BEGIN Input material
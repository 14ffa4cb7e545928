//! Source adapters.
//!
//! Each adapter wraps one external catalog behind [`Source::resolve`]. Any
//! failure on the way (transport, status, markup, empty fields) comes back
//! as an [`Absent`] value; adapters never decide whether to fall back.

pub mod books_com_tw;
pub mod google_books;
pub mod ncl;

pub use books_com_tw::BooksComTwSource;
pub use google_books::GoogleBooksSource;
pub use ncl::NclSource;

use crate::error::{Absent, SourceResult};
use crate::types::SourceKind;
use async_trait::async_trait;
use url::Url;

/// One external metadata source.
#[async_trait]
pub trait Source: Send + Sync {
    /// Which source this is, for provenance and diagnostics.
    fn kind(&self) -> SourceKind;

    /// Look up `isbn`. A single attempt; never retried.
    async fn resolve(&self, isbn: &str) -> SourceResult;
}

/// Base URLs of the concrete sources.
#[derive(Debug, Clone, PartialEq, Eq)]
pub struct Endpoints {
    pub google_books: String,
    pub books_com_tw: String,
    pub ncl: String,
}

impl Default for Endpoints {
    fn default() -> Self {
        Self {
            google_books: "https://www.googleapis.com".to_string(),
            books_com_tw: "https://search.books.com.tw".to_string(),
            ncl: "https://metadata.ncl.edu.tw".to_string(),
        }
    }
}

impl Endpoints {
    /// Point every source at one host. Used against local mock servers.
    pub fn all_at(base: &str) -> Self {
        Self {
            google_books: base.to_string(),
            books_com_tw: base.to_string(),
            ncl: base.to_string(),
        }
    }
}

/// Parse a configured base URL, appending `segments` as escaped path parts.
pub(crate) fn endpoint_url(base: &str, segments: &[&str]) -> Result<Url, Absent> {
    let mut url =
        Url::parse(base).map_err(|e| Absent::Network(format!("invalid endpoint {base}: {e}")))?;
    url.path_segments_mut()
        .map_err(|_| Absent::Network(format!("endpoint {base} cannot carry a path")))?
        .pop_if_empty()
        .extend(segments);
    Ok(url)
}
END Input material
Task to complete: Each line above that contains "metadata" must be copied out.

Response for this exercise:
/// One external metadata source.
            ncl: "https://metadata.ncl.edu.tw".to_string(),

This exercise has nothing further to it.